WORK TO BE COMPLETED
Nothing other than an exact copy of the records should be returned.
(RECORDS SUPPLIED)
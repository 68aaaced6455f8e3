//! Mock source and transport for testing purposes.

use async_trait::async_trait;
use std::collections::HashMap;
use std::sync::atomic::{AtomicUsize, Ordering};
use std::sync::Mutex;

use crate::models::{CanonicalQuery, RawRecord};
use crate::sources::{BackendQuery, Pagination, ResultPage, Source, SourceCapabilities, SourceError};
use crate::utils::HttpFetch;

/// A mock source that serves predefined result pages, one per request, and
/// counts how often it was asked.
#[derive(Debug, Default)]
pub struct MockSource {
    id: String,
    exact: bool,
    failing: bool,
    pagination: Option<Pagination>,
    pages: Vec<ResultPage>,
    calls: AtomicUsize,
    urls: Mutex<Vec<String>>,
}

impl MockSource {
    /// Create a new mock source answering nothing.
    pub fn new(id: impl Into<String>) -> Self {
        Self {
            id: id.into(),
            ..Self::default()
        }
    }

    /// Answer the first request with these records
    pub fn with_records(self, records: Vec<RawRecord>) -> Self {
        self.with_pages(vec![ResultPage::new(records)])
    }

    /// Answer consecutive requests with these pages, then with empty pages.
    pub fn with_pages(mut self, pages: Vec<ResultPage>) -> Self {
        self.pages = pages;
        self
    }

    pub fn with_pagination(mut self, pagination: Pagination) -> Self {
        self.pagination = Some(pagination);
        self
    }

    /// Behave like an exact-match lookup
    pub fn exact(mut self) -> Self {
        self.exact = true;
        self
    }

    /// Fail every request with a network error
    pub fn failing(mut self) -> Self {
        self.failing = true;
        self
    }

    /// Number of pages requested so far
    pub fn call_count(&self) -> usize {
        self.calls.load(Ordering::SeqCst)
    }

    /// URLs requested so far, in order
    pub fn requested_urls(&self) -> Vec<String> {
        self.urls
            .lock()
            .map(|urls| urls.clone())
            .unwrap_or_default()
    }
}

#[async_trait]
impl Source for MockSource {
    fn id(&self) -> &str {
        &self.id
    }

    fn name(&self) -> &str {
        &self.id
    }

    fn capabilities(&self) -> SourceCapabilities {
        let mut caps = SourceCapabilities::SEARCH;
        if self.exact {
            caps |= SourceCapabilities::EXACT_LOOKUP;
        }
        if self.pagination.is_some() {
            caps |= SourceCapabilities::PAGINATION;
        }
        caps
    }

    fn format_query(&self, query: &CanonicalQuery) -> Result<BackendQuery, SourceError> {
        Ok(BackendQuery::new().with("q", query.raw.trim()))
    }

    fn search_url(&self, query: &BackendQuery) -> String {
        format!("mock://{}?{}", self.id, query.encode())
    }

    fn pagination(&self) -> Option<Pagination> {
        self.pagination
    }

    fn parse_results(&self, _body: &[u8]) -> Result<ResultPage, SourceError> {
        Ok(ResultPage::default())
    }

    async fn fetch_page(&self, _http: &dyn HttpFetch, url: &str) -> Result<ResultPage, SourceError> {
        let call = self.calls.fetch_add(1, Ordering::SeqCst);
        if let Ok(mut urls) = self.urls.lock() {
            urls.push(url.to_string());
        }

        if self.failing {
            return Err(SourceError::Network(format!("{} is unreachable", self.id)));
        }
        Ok(self.pages.get(call).cloned().unwrap_or_default())
    }
}

/// In-memory transport answering fixed URLs
#[derive(Debug, Default)]
pub struct MockHttp {
    routes: HashMap<String, Vec<u8>>,
    requests: AtomicUsize,
}

impl MockHttp {
    pub fn new() -> Self {
        Self::default()
    }

    /// Answer `url` with `body`
    pub fn with_route(mut self, url: impl Into<String>, body: impl Into<Vec<u8>>) -> Self {
        self.routes.insert(url.into(), body.into());
        self
    }

    pub fn request_count(&self) -> usize {
        self.requests.load(Ordering::SeqCst)
    }
}

#[async_trait]
impl HttpFetch for MockHttp {
    async fn get(&self, url: &str) -> Result<Vec<u8>, SourceError> {
        self.requests.fetch_add(1, Ordering::SeqCst);
        self.routes
            .get(url)
            .cloned()
            .ok_or_else(|| SourceError::Network(format!("no route to {}", url)))
    }
}

/// Helper function to create a mock MathSciNet-style record for testing.
pub fn make_record(mrnumber: &str, title: &str, author: &str) -> RawRecord {
    RawRecord::new("article", format!("MR{}", mrnumber))
        .with_field("author", author)
        .with_field("title", title)
        .with_field("mrnumber", mrnumber)
}

#[cfg(test)]
mod tests {
    use super::*;

    #[tokio::test]
    async fn test_mock_http_routes() {
        let http = MockHttp::new().with_route("mock://a", "body");
        assert_eq!(http.get("mock://a").await.unwrap(), b"body".to_vec());
        assert!(http.get("mock://b").await.is_err());
        assert_eq!(http.request_count(), 2);
    }

    #[tokio::test]
    async fn test_mock_source_serves_pages_in_order() {
        let source = MockSource::new("m")
            .with_records(vec![make_record("1", "A", "Smith, J.")])
            .exact();
        let http = MockHttp::new();

        assert!(source.is_exact_lookup());
        assert_eq!(source.fetch_page(&http, "u1").await.unwrap().records.len(), 1);
        assert!(source.fetch_page(&http, "u2").await.unwrap().records.is_empty());
        assert_eq!(source.call_count(), 2);
        assert_eq!(source.requested_urls(), vec!["u1", "u2"]);
    }
}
(End RECORDS SUPPLIED)
WRITTEN SOLUTION
repository 68aaaced6455f8e3
//! Mock source and transport for testing purposes.

use async_trait::async_trait;
use std::collections::HashMap;
use std::sync::atomic::{AtomicUsize, Ordering};
use std::sync::Mutex;

use crate::models::{CanonicalQuery, RawRecord};
use crate::sources::{BackendQuery, Pagination, ResultPage, Source, SourceCapabilities, SourceError};
use crate::utils::HttpFetch;

/// A mock source that serves predefined result pages, one per request, and
/// counts how often it was asked.
#[derive(Debug, Default)]
pub struct MockSource {
    id: String,
    exact: bool,
    failing: bool,
    pagination: Option<Pagination>,
    pages: Vec<ResultPage>,
    calls: AtomicUsize,
    urls: Mutex<Vec<String>>,
}

impl MockSource {
    /// Create a new mock source answering nothing.
    pub fn new(id: impl Into<String>) -> Self {
        Self {
            id: id.into(),
            ..Self::default()
        }
    }

    /// Answer the first request with these records
    pub fn with_records(self, records: Vec<RawRecord>) -> Self {
        self.with_pages(vec![ResultPage::new(records)])
    }

    /// Answer consecutive requests with these pages, then with empty pages.
    pub fn with_pages(mut self, pages: Vec<ResultPage>) -> Self {
        self.pages = pages;
        self
    }

    pub fn with_pagination(mut self, pagination: Pagination) -> Self {
        self.pagination = Some(pagination);
        self
    }

    /// Behave like an exact-match lookup
    pub fn exact(mut self) -> Self {
        self.exact = true;
        self
    }

    /// Fail every request with a network error
    pub fn failing(mut self) -> Self {
        self.failing = true;
        self
    }

    /// Number of pages requested so far
    pub fn call_count(&self) -> usize {
        self.calls.load(Ordering::SeqCst)
    }

    /// URLs requested so far, in order
    pub fn requested_urls(&self) -> Vec<String> {
        self.urls
            .lock()
            .map(|urls| urls.clone())
            .unwrap_or_default()
    }
}

#[async_trait]
impl Source for MockSource {
    fn id(&self) -> &str {
        &self.id
    }

    fn name(&self) -> &str {
        &self.id
    }

    fn capabilities(&self) -> SourceCapabilities {
        let mut caps = SourceCapabilities::SEARCH;
        if self.exact {
            caps |= SourceCapabilities::EXACT_LOOKUP;
        }
        if self.pagination.is_some() {
            caps |= SourceCapabilities::PAGINATION;
        }
        caps
    }

    fn format_query(&self, query: &CanonicalQuery) -> Result<BackendQuery, SourceError> {
        Ok(BackendQuery::new().with("q", query.raw.trim()))
    }

    fn search_url(&self, query: &BackendQuery) -> String {
        format!("mock://{}?{}", self.id, query.encode())
    }

    fn pagination(&self) -> Option<Pagination> {
        self.pagination
    }

    fn parse_results(&self, _body: &[u8]) -> Result<ResultPage, SourceError> {
        Ok(ResultPage::default())
    }

    async fn fetch_page(&self, _http: &dyn HttpFetch, url: &str) -> Result<ResultPage, SourceError> {
        let call = self.calls.fetch_add(1, Ordering::SeqCst);
        if let Ok(mut urls) = self.urls.lock() {
            urls.push(url.to_string());
        }

        if self.failing {
            return Err(SourceError::Network(format!("{} is unreachable", self.id)));
        }
        Ok(self.pages.get(call).cloned().unwrap_or_default())
    }
}

/// In-memory transport answering fixed URLs
#[derive(Debug, Default)]
pub struct MockHttp {
    routes: HashMap<String, Vec<u8>>,
    requests: AtomicUsize,
}

impl MockHttp {
    pub fn new() -> Self {
        Self::default()
    }

    /// Answer `url` with `body`
    pub fn with_route(mut self, url: impl Into<String>, body: impl Into<Vec<u8>>) -> Self {
        self.routes.insert(url.into(), body.into());
        self
    }

    pub fn request_count(&self) -> usize {
        self.requests.load(Ordering::SeqCst)
    }
}

#[async_trait]
impl HttpFetch for MockHttp {
    async fn get(&self, url: &str) -> Result<Vec<u8>, SourceError> {
        self.requests.fetch_add(1, Ordering::SeqCst);
        self.routes
            .get(url)
            .cloned()
            .ok_or_else(|| SourceError::Network(format!("no route to {}", url)))
    }
}

/// Helper function to create a mock MathSciNet-style record for testing.
pub fn make_record(mrnumber: &str, title: &str, author: &str) -> RawRecord {
    RawRecord::new("article", format!("MR{}", mrnumber))
        .with_field("author", author)
        .with_field("title", title)
        .with_field("mrnumber", mrnumber)
}

#[cfg(test)]
mod tests {
    use super::*;

    #[tokio::test]
    async fn test_mock_http_routes() {
        let http = MockHttp::new().with_route("mock://a", "body");
        assert_eq!(http.get("mock://a").await.unwrap(), b"body".to_vec());
        assert!(http.get("mock://b").await.is_err());
        assert_eq!(http.request_count(), 2);
    }

    #[tokio::test]
    async fn test_mock_source_serves_pages_in_order() {
        let source = MockSource::new("m")
            .with_records(vec![make_record("1", "A", "Smith, J.")])
            .exact();
        let http = MockHttp::new();

        assert!(source.is_exact_lookup());
        assert_eq!(source.fetch_page(&http, "u1").await.unwrap().records.len(), 1);
        assert!(source.fetch_page(&http, "u2").await.unwrap().records.is_empty());
        assert_eq!(source.call_count(), 2);
        assert_eq!(source.requested_urls(), vec!["u1", "u2"]);
    }
}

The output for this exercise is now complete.